* **Exercise objective**
Give the number of lines in the data below where the string "collect" occurs, and nothing else.

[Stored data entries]
══════

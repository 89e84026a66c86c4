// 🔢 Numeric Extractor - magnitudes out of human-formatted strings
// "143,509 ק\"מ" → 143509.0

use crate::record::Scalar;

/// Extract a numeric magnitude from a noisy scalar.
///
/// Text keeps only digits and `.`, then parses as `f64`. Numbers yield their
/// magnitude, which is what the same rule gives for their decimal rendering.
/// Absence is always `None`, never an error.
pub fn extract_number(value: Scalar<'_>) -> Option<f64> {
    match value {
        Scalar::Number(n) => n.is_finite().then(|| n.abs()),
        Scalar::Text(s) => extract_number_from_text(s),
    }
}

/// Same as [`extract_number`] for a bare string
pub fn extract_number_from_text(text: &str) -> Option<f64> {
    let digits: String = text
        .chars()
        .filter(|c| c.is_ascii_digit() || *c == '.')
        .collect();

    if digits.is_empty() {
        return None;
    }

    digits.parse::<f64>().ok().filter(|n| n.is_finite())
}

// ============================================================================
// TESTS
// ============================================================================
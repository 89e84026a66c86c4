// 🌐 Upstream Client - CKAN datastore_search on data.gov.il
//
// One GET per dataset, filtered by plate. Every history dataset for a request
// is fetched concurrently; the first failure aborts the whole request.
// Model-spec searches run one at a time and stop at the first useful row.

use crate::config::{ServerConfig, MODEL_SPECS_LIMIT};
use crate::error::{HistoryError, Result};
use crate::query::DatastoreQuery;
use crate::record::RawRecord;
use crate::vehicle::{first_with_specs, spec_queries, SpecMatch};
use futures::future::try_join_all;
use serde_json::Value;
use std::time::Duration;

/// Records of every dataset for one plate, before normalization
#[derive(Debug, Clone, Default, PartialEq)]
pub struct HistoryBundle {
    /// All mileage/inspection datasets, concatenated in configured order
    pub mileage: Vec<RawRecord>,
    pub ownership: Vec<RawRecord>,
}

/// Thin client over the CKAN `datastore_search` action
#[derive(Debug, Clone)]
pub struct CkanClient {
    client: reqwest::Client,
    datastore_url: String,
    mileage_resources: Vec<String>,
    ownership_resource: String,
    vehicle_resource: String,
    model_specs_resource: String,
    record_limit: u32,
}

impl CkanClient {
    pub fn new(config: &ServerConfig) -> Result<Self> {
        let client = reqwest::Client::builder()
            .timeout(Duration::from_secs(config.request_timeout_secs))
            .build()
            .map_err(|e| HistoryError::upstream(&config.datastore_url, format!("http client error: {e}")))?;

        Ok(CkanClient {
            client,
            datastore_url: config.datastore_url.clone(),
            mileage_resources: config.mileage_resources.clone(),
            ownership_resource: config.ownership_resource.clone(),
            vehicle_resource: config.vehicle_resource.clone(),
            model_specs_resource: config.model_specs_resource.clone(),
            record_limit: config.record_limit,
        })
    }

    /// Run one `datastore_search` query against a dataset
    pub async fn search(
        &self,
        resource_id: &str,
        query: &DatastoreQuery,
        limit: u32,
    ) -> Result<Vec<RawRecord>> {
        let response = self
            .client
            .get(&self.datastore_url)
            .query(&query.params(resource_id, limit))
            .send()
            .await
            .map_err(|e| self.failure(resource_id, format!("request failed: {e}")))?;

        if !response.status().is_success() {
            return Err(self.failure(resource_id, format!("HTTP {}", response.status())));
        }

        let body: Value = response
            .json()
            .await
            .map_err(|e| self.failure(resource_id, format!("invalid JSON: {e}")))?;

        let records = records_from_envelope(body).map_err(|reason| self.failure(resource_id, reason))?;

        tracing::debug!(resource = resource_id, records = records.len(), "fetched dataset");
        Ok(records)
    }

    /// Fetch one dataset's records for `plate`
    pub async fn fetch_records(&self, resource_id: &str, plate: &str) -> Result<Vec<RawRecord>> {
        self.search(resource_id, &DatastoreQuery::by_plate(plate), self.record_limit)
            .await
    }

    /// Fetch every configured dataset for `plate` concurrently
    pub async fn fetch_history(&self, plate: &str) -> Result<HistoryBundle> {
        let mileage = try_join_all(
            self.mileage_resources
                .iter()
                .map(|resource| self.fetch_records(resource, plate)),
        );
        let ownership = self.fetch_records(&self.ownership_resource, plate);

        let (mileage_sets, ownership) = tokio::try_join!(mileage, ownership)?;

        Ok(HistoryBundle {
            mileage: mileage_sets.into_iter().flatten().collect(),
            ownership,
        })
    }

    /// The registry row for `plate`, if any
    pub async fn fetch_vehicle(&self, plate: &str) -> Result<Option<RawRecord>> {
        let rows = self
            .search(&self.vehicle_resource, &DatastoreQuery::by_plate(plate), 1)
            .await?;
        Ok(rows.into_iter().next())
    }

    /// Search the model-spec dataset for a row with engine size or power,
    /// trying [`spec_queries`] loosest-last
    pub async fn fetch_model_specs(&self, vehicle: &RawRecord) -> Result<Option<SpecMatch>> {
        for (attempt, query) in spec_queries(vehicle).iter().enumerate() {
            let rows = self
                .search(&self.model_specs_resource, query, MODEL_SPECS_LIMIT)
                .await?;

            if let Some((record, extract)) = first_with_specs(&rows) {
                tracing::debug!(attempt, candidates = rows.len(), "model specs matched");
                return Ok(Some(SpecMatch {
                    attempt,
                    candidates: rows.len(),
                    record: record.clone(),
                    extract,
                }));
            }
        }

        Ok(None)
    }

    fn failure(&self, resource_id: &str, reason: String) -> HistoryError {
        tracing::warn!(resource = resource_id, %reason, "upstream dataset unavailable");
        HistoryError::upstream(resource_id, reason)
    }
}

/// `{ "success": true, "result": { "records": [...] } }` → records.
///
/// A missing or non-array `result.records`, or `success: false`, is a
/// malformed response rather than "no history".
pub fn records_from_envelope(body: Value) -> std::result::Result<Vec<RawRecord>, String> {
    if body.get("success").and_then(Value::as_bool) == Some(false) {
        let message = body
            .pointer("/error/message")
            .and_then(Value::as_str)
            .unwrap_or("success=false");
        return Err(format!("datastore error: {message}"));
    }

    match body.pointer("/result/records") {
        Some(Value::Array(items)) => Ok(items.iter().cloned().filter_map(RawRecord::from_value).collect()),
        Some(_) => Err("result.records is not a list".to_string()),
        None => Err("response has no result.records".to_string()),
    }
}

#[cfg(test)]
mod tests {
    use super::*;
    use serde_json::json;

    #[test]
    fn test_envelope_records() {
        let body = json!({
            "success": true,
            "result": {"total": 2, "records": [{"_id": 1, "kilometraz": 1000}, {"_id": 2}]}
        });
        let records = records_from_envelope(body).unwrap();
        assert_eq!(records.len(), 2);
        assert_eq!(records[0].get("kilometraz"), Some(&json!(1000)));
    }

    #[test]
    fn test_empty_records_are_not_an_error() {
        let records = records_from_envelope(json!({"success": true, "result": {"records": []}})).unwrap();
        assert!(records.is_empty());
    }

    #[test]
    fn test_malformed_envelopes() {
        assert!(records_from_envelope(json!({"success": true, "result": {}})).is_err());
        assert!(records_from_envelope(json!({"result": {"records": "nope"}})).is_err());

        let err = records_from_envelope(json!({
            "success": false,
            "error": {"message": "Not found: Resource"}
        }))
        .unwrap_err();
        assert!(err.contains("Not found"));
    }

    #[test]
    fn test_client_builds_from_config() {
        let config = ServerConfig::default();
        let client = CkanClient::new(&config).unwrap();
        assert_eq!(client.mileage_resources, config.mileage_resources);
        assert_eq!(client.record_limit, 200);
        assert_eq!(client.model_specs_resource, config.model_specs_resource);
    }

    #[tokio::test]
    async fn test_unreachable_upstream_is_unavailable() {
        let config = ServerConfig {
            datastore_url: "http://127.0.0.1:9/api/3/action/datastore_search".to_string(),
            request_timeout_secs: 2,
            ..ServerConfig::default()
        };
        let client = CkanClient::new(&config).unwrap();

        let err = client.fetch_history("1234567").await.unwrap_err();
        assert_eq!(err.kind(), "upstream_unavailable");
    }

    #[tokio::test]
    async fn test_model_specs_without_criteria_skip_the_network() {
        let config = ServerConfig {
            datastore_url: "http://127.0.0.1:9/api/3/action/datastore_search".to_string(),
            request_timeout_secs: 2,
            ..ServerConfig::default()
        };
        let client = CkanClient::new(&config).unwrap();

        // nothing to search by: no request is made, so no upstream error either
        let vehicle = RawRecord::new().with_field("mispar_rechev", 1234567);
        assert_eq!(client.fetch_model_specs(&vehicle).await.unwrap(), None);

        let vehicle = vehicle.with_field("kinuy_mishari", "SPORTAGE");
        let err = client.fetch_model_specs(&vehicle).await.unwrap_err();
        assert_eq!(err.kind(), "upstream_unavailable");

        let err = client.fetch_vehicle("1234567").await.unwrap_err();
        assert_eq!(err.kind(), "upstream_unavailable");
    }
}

══════

* **Solution to this exercise**
3